TASK REQUIREMENTS: Give back exactly the lines of the data below, starting with the line that has "one pixel margin" and going on through the line that has "let end = ((a.0".

▬▬▬▬▬▬

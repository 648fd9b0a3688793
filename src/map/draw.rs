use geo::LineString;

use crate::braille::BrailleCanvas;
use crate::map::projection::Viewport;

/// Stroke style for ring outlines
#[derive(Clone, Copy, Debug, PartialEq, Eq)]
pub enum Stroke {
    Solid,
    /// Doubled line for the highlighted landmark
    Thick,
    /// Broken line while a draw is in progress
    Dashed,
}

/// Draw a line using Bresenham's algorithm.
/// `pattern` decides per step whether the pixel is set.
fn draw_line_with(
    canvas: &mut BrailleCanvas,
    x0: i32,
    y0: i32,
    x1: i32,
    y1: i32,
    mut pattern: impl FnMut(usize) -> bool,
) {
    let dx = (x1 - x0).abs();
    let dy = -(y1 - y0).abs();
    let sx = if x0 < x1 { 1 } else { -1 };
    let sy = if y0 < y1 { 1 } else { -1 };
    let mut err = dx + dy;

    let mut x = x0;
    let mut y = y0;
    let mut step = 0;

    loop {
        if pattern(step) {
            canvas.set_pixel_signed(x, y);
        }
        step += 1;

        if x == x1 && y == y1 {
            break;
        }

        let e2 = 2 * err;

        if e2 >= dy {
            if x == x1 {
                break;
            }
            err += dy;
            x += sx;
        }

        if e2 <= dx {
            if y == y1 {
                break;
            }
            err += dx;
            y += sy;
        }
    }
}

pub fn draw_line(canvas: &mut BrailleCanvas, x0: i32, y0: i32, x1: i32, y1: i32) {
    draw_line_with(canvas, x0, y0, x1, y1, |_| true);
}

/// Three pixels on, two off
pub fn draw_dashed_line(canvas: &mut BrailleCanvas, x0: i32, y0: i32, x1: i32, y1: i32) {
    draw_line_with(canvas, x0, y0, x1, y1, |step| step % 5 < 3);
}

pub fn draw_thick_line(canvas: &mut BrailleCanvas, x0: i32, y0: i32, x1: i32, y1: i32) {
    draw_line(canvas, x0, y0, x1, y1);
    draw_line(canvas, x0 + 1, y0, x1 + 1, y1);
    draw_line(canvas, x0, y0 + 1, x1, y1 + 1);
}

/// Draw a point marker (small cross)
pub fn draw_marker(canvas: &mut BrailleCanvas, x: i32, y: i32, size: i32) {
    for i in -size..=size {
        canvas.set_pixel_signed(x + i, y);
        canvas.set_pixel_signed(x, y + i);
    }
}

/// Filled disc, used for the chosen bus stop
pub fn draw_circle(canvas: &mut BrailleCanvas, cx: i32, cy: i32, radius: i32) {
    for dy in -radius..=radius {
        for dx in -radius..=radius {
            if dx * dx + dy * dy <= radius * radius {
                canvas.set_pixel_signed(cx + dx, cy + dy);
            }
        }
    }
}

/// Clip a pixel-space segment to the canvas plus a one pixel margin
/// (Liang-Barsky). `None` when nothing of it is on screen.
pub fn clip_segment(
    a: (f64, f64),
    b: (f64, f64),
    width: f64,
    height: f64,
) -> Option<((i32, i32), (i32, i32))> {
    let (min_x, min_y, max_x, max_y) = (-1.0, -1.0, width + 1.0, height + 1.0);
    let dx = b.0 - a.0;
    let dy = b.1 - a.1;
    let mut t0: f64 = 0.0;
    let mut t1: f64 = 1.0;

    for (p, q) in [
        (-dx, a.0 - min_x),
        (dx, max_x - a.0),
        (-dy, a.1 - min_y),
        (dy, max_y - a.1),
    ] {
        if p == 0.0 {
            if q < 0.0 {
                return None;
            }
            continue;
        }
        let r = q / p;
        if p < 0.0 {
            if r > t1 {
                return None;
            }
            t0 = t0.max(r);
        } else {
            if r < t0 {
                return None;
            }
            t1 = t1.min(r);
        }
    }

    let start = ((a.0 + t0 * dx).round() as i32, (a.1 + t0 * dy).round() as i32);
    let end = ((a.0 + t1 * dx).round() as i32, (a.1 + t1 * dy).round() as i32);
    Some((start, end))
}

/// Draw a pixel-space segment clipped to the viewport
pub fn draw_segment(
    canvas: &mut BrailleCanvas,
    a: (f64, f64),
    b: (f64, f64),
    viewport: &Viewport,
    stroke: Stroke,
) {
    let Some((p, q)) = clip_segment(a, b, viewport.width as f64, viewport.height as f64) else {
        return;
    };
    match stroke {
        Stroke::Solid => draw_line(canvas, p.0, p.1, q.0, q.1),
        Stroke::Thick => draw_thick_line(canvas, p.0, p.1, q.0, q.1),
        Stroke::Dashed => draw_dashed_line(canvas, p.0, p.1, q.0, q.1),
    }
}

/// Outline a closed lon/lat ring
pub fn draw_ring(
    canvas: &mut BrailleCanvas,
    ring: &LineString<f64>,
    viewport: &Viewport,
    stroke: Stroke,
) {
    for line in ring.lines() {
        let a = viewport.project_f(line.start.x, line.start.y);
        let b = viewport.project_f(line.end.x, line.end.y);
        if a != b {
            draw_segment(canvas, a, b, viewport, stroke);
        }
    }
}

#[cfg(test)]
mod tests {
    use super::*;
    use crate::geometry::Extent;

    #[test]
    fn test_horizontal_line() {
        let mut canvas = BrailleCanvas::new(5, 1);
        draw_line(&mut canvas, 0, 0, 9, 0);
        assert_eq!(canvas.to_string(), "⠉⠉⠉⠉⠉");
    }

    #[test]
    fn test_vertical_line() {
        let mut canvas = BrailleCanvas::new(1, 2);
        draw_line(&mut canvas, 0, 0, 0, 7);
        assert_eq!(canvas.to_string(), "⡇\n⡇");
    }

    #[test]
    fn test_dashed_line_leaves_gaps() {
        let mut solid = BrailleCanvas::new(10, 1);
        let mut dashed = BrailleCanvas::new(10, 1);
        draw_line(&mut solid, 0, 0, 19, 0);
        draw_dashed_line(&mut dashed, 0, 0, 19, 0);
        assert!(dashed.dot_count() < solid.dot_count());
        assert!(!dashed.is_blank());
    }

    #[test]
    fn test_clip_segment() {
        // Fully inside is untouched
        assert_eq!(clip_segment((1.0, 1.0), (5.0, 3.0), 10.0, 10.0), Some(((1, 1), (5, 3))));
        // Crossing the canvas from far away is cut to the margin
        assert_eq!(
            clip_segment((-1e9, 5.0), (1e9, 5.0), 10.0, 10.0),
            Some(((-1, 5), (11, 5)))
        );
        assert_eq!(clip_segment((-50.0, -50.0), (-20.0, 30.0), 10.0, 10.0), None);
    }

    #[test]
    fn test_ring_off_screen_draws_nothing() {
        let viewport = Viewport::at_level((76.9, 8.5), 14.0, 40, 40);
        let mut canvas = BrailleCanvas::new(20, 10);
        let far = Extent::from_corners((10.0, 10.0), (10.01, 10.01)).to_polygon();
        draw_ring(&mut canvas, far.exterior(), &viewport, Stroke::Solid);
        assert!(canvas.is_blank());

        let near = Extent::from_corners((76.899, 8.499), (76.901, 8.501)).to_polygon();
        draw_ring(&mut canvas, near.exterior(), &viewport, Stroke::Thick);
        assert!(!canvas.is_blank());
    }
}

▬▬▬▬▬▬

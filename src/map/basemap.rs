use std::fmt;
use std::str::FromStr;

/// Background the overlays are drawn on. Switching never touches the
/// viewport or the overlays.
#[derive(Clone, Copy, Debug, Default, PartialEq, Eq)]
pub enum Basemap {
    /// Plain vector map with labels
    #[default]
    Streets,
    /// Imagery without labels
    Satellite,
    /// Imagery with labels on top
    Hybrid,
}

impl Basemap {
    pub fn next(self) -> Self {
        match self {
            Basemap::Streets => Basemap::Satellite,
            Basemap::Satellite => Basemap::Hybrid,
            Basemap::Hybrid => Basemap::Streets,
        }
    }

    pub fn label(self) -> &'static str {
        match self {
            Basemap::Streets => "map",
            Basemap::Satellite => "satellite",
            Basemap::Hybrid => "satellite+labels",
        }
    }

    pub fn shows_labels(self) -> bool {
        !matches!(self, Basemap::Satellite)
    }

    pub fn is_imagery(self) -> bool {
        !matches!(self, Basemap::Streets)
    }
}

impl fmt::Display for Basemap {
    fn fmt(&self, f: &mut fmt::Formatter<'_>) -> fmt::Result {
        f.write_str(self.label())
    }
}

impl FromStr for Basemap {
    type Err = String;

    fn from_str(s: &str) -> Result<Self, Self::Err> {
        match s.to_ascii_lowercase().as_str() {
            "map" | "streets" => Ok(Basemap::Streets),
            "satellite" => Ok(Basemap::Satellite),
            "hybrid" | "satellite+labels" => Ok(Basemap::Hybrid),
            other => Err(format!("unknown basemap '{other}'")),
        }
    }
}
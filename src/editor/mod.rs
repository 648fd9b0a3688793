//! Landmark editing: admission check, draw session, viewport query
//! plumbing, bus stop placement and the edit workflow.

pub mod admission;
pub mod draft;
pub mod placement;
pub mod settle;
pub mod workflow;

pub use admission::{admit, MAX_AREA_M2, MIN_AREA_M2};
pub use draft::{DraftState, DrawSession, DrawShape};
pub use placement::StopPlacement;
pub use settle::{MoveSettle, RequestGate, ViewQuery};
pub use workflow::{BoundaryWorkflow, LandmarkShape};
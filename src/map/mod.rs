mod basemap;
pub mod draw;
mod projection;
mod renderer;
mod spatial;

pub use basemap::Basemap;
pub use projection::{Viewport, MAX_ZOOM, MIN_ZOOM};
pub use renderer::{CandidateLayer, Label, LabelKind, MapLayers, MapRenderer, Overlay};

▬▬▬▬▬▬

ANSWER FOR THE TASK:
/// Clip a pixel-space segment to the canvas plus a one pixel margin
/// (Liang-Barsky). `None` when nothing of it is on screen.
pub fn clip_segment(
    a: (f64, f64),
    b: (f64, f64),
    width: f64,
    height: f64,
) -> Option<((i32, i32), (i32, i32))> {
    let (min_x, min_y, max_x, max_y) = (-1.0, -1.0, width + 1.0, height + 1.0);
    let dx = b.0 - a.0;
    let dy = b.1 - a.1;
    let mut t0: f64 = 0.0;
    let mut t1: f64 = 1.0;

    for (p, q) in [
        (-dx, a.0 - min_x),
        (dx, max_x - a.0),
        (-dy, a.1 - min_y),
        (dy, max_y - a.1),
    ] {
        if p == 0.0 {
            if q < 0.0 {
                return None;
            }
            continue;
        }
        let r = q / p;
        if p < 0.0 {
            if r > t1 {
                return None;
            }
            t0 = t0.max(r);
        } else {
            if r < t0 {
                return None;
            }
            t1 = t1.min(r);
        }
    }

    let start = ((a.0 + t0 * dx).round() as i32, (a.1 + t0 * dy).round() as i32);
    let end = ((a.0 + t1 * dx).round() as i32, (a.1 + t1 * dy).round() as i32);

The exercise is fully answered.